_Data for processing_

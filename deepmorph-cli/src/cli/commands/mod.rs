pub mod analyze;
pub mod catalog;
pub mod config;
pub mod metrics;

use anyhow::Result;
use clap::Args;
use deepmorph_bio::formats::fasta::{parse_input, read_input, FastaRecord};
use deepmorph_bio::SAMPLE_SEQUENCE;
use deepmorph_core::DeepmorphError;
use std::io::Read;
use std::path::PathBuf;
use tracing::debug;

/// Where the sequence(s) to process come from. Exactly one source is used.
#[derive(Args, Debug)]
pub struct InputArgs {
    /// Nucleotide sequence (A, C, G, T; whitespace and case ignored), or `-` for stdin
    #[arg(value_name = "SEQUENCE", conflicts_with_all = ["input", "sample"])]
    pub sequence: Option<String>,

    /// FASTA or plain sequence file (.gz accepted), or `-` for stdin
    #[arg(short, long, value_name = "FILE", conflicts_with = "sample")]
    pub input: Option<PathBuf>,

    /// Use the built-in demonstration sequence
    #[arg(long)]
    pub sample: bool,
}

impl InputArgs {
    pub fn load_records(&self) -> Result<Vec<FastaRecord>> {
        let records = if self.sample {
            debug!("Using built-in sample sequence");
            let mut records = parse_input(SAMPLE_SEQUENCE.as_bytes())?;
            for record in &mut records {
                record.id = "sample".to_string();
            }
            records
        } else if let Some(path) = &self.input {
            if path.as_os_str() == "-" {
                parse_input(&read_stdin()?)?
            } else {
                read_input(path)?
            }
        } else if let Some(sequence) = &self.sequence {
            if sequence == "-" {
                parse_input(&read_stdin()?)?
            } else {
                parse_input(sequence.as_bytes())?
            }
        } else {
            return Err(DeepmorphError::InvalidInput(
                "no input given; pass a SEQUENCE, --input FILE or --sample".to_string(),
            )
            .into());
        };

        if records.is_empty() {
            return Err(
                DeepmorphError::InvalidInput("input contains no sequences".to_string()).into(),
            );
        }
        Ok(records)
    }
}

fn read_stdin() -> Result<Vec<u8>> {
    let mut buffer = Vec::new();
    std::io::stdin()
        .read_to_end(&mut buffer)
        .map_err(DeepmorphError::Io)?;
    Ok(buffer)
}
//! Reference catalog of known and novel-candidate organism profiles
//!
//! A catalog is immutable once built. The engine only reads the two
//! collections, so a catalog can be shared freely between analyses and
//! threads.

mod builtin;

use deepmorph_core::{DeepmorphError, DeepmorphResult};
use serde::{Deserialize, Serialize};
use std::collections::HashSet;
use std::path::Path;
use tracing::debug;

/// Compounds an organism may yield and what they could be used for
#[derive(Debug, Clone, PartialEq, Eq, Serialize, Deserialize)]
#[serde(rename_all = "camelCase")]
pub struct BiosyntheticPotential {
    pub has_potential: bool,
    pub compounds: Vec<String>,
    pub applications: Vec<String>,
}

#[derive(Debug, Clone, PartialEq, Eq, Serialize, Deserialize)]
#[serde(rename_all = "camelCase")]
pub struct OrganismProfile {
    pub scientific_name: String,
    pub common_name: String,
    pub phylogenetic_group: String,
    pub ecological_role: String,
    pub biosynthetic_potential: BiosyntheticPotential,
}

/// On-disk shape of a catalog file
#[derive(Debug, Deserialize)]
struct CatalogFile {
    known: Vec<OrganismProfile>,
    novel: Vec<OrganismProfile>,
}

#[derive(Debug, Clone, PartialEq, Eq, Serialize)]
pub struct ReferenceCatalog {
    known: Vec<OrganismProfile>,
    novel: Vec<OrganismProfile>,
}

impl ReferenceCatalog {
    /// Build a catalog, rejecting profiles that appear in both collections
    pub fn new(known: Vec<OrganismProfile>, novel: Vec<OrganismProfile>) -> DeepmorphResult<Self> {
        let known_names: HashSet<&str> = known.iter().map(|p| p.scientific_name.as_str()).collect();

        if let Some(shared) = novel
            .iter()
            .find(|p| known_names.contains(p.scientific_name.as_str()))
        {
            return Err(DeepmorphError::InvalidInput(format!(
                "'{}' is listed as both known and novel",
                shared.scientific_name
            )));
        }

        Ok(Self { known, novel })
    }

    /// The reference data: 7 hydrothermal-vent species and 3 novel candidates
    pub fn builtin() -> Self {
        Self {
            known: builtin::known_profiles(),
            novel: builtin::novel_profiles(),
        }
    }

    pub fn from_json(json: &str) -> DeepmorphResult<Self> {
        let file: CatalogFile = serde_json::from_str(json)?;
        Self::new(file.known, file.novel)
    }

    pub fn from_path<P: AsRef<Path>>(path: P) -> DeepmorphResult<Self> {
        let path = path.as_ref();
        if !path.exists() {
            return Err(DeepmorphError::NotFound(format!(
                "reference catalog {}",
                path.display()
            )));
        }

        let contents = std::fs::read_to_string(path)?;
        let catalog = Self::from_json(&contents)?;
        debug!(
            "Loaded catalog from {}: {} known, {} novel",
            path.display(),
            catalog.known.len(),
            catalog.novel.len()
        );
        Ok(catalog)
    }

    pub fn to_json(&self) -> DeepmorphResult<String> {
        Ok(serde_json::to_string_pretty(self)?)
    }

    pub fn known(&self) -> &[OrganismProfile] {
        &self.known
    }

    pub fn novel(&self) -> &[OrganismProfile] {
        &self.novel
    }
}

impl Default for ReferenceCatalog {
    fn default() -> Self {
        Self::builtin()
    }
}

_What the exercise asks_
Retype each record. Keep every character as it is.

_Finished task_
filename deepmorph-cli/src/cli/commands/mod.rs
pub mod analyze;
pub mod catalog;
pub mod config;
pub mod metrics;

use anyhow::Result;
use clap::Args;
use deepmorph_bio::formats::fasta::{parse_input, read_input, FastaRecord};
use deepmorph_bio::SAMPLE_SEQUENCE;
use deepmorph_core::DeepmorphError;
use std::io::Read;
use std::path::PathBuf;
use tracing::debug;

/// Where the sequence(s) to process come from. Exactly one source is used.
#[derive(Args, Debug)]
pub struct InputArgs {
    /// Nucleotide sequence (A, C, G, T; whitespace and case ignored), or `-` for stdin
    #[arg(value_name = "SEQUENCE", conflicts_with_all = ["input", "sample"])]
    pub sequence: Option<String>,

    /// FASTA or plain sequence file (.gz accepted), or `-` for stdin
    #[arg(short, long, value_name = "FILE", conflicts_with = "sample")]
    pub input: Option<PathBuf>,

    /// Use the built-in demonstration sequence
    #[arg(long)]
    pub sample: bool,
}

impl InputArgs {
    pub fn load_records(&self) -> Result<Vec<FastaRecord>> {
        let records = if self.sample {
            debug!("Using built-in sample sequence");
            let mut records = parse_input(SAMPLE_SEQUENCE.as_bytes())?;
            for record in &mut records {
                record.id = "sample".to_string();
            }
            records
        } else if let Some(path) = &self.input {
            if path.as_os_str() == "-" {
                parse_input(&read_stdin()?)?
            } else {
                read_input(path)?
            }
        } else if let Some(sequence) = &self.sequence {
            if sequence == "-" {
                parse_input(&read_stdin()?)?
            } else {
                parse_input(sequence.as_bytes())?
            }
        } else {
            return Err(DeepmorphError::InvalidInput(
                "no input given; pass a SEQUENCE, --input FILE or --sample".to_string(),
            )
            .into());
        };

        if records.is_empty() {
            return Err(
                DeepmorphError::InvalidInput("input contains no sequences".to_string()).into(),
            );
        }
        Ok(records)
    }
}

fn read_stdin() -> Result<Vec<u8>> {
    let mut buffer = Vec::new();
    std::io::stdin()
        .read_to_end(&mut buffer)
        .map_err(DeepmorphError::Io)?;
    Ok(buffer)
}
//! Reference catalog of known and novel-candidate organism profiles
//!
//! A catalog is immutable once built. The engine only reads the two
//! collections, so a catalog can be shared freely between analyses and
//! threads.

mod builtin;

use deepmorph_core::{DeepmorphError, DeepmorphResult};
use serde::{Deserialize, Serialize};
use std::collections::HashSet;
use std::path::Path;
use tracing::debug;

/// Compounds an organism may yield and what they could be used for
#[derive(Debug, Clone, PartialEq, Eq, Serialize, Deserialize)]
#[serde(rename_all = "camelCase")]
pub struct BiosyntheticPotential {
    pub has_potential: bool,
    pub compounds: Vec<String>,
    pub applications: Vec<String>,
}

#[derive(Debug, Clone, PartialEq, Eq, Serialize, Deserialize)]
#[serde(rename_all = "camelCase")]
pub struct OrganismProfile {
    pub scientific_name: String,
    pub common_name: String,
    pub phylogenetic_group: String,
    pub ecological_role: String,
    pub biosynthetic_potential: BiosyntheticPotential,
}

/// On-disk shape of a catalog file
#[derive(Debug, Deserialize)]
struct CatalogFile {
    known: Vec<OrganismProfile>,
    novel: Vec<OrganismProfile>,
}

#[derive(Debug, Clone, PartialEq, Eq, Serialize)]
pub struct ReferenceCatalog {
    known: Vec<OrganismProfile>,
    novel: Vec<OrganismProfile>,
}

impl ReferenceCatalog {
    /// Build a catalog, rejecting profiles that appear in both collections
    pub fn new(known: Vec<OrganismProfile>, novel: Vec<OrganismProfile>) -> DeepmorphResult<Self> {
        let known_names: HashSet<&str> = known.iter().map(|p| p.scientific_name.as_str()).collect();

        if let Some(shared) = novel
            .iter()
            .find(|p| known_names.contains(p.scientific_name.as_str()))
        {
            return Err(DeepmorphError::InvalidInput(format!(
                "'{}' is listed as both known and novel",
                shared.scientific_name
            )));
        }

        Ok(Self { known, novel })
    }

    /// The reference data: 7 hydrothermal-vent species and 3 novel candidates
    pub fn builtin() -> Self {
        Self {
            known: builtin::known_profiles(),
            novel: builtin::novel_profiles(),
        }
    }

    pub fn from_json(json: &str) -> DeepmorphResult<Self> {
        let file: CatalogFile = serde_json::from_str(json)?;
        Self::new(file.known, file.novel)
    }

    pub fn from_path<P: AsRef<Path>>(path: P) -> DeepmorphResult<Self> {
        let path = path.as_ref();
        if !path.exists() {
            return Err(DeepmorphError::NotFound(format!(
                "reference catalog {}",
                path.display()
            )));
        }

        let contents = std::fs::read_to_string(path)?;
        let catalog = Self::from_json(&contents)?;
        debug!(
            "Loaded catalog from {}: {} known, {} novel",
            path.display(),
            catalog.known.len(),
            catalog.novel.len()
        );
        Ok(catalog)
    }

    pub fn to_json(&self) -> DeepmorphResult<String> {
        Ok(serde_json::to_string_pretty(self)?)
    }

    pub fn known(&self) -> &[OrganismProfile] {
        &self.known
    }

    pub fn novel(&self) -> &[OrganismProfile] {
        &self.novel
    }
}

impl Default for ReferenceCatalog {
    fn default() -> Self {
        Self::builtin()
    }
}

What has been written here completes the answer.